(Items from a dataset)
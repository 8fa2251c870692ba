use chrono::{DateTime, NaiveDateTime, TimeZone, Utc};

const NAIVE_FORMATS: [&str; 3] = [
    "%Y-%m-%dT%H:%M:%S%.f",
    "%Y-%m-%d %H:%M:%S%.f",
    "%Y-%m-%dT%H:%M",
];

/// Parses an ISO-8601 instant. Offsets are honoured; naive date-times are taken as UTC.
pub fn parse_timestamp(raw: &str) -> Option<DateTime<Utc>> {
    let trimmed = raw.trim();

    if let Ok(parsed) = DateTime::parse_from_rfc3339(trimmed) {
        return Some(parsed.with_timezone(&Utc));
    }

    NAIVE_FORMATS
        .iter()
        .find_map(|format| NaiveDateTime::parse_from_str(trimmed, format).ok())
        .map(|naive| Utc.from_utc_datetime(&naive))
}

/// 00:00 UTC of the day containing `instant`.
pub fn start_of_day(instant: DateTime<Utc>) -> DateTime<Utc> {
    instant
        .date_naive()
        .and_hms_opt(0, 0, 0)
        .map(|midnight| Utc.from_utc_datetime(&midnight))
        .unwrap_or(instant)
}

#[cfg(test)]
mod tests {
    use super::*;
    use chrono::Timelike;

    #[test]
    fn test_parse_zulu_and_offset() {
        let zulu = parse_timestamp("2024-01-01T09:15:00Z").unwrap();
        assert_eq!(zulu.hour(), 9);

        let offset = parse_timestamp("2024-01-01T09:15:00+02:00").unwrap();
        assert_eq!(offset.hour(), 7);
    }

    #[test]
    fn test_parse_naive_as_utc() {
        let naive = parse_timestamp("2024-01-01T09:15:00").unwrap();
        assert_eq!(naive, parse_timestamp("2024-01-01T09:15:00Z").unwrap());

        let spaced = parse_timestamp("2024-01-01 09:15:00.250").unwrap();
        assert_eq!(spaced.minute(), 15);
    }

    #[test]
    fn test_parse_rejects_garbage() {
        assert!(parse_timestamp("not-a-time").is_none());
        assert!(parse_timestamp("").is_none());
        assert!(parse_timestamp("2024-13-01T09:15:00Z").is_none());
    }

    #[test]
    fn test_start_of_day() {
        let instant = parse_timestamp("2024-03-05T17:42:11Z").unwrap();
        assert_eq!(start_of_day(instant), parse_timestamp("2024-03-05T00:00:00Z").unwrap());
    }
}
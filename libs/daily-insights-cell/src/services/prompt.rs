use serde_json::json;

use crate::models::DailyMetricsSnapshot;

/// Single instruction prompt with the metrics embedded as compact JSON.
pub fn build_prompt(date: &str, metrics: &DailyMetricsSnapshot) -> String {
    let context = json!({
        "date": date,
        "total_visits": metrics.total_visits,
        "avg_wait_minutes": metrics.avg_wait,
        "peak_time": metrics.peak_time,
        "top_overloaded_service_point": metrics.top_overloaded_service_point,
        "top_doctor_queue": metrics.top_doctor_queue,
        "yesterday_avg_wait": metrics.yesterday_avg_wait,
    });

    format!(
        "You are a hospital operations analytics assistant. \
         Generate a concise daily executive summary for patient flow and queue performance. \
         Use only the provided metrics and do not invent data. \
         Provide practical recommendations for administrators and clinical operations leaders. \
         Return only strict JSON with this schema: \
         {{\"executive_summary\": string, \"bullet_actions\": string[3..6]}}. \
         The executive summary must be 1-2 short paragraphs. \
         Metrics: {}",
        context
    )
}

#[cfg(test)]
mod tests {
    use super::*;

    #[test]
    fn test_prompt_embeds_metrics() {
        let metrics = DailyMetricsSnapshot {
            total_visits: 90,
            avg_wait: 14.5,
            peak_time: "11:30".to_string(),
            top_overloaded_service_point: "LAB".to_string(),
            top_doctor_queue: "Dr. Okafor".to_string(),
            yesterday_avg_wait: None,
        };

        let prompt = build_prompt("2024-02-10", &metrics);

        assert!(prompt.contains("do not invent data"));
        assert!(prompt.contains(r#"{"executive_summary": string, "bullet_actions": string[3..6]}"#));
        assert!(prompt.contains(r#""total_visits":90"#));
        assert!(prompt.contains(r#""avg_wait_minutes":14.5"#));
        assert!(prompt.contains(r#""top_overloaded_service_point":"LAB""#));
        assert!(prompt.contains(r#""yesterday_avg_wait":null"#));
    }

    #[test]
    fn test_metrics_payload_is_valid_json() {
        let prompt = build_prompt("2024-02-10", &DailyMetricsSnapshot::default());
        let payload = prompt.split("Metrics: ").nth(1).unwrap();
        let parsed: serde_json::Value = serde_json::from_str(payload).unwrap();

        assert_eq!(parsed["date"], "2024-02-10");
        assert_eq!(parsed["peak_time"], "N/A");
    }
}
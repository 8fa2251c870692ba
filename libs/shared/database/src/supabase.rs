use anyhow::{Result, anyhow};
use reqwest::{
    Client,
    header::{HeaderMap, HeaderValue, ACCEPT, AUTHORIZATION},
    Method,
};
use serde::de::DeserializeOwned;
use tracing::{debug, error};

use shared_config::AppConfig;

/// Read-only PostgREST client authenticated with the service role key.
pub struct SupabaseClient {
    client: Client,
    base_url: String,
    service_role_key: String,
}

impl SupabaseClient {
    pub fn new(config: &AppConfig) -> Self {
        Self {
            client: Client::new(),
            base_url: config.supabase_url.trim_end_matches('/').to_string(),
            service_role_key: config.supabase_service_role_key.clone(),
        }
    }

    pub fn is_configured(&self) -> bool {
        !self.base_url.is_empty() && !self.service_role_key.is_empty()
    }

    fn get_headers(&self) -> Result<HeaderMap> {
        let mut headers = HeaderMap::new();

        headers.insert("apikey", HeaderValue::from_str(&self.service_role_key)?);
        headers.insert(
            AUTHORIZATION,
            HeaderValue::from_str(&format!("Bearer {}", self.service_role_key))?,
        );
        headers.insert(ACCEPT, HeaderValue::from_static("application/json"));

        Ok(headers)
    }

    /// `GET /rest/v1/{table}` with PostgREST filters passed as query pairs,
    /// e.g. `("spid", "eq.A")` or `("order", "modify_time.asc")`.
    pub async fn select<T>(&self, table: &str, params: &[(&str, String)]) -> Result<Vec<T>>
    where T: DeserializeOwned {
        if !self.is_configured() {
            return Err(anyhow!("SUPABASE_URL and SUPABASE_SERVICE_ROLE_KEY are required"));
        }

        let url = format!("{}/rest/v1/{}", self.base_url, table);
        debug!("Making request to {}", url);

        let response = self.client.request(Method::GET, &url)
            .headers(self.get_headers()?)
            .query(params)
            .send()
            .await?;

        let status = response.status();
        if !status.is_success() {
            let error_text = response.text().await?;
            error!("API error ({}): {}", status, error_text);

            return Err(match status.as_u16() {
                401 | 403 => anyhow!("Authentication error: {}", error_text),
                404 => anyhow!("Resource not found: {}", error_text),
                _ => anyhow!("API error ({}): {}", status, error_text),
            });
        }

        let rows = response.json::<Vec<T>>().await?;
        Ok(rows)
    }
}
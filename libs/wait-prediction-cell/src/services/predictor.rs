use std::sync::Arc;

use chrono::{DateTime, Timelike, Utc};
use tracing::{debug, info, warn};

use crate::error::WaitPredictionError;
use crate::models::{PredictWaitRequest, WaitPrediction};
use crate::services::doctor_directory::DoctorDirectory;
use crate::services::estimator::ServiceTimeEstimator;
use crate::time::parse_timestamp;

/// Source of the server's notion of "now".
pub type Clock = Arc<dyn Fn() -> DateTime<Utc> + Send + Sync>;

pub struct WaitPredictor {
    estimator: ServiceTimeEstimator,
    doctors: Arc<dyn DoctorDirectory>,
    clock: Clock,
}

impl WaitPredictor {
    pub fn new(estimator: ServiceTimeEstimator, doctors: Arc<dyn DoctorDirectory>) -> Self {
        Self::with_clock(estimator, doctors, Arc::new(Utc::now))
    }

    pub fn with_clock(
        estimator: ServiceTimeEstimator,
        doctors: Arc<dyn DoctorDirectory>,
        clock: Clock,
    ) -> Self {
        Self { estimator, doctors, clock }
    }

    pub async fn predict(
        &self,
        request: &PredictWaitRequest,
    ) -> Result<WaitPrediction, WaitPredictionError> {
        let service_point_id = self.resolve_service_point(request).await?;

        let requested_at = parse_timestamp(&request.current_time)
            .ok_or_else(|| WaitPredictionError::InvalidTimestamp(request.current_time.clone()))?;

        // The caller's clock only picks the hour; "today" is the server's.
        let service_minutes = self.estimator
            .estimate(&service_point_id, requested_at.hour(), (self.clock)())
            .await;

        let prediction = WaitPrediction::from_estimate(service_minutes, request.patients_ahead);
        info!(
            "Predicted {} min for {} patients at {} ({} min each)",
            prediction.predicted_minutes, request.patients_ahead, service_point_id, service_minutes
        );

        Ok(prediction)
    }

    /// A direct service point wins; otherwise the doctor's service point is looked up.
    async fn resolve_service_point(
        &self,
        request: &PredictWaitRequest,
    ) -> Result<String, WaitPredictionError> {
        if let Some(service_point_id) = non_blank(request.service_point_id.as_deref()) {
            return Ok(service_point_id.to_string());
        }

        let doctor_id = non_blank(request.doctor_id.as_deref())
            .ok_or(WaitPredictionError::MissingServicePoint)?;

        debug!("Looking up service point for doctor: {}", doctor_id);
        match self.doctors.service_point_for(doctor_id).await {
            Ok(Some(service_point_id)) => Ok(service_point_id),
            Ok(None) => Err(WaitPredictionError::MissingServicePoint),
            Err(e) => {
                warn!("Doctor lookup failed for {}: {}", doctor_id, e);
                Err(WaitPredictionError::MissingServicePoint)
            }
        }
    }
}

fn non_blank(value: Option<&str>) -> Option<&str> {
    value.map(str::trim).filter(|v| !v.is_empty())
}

__WHAT YOU ARE ASKED TO DO__. Line count for "cell": count the lines in the records above that contain this word, and write only the number.

__ANSWER TO THIS PROBLEM__. 2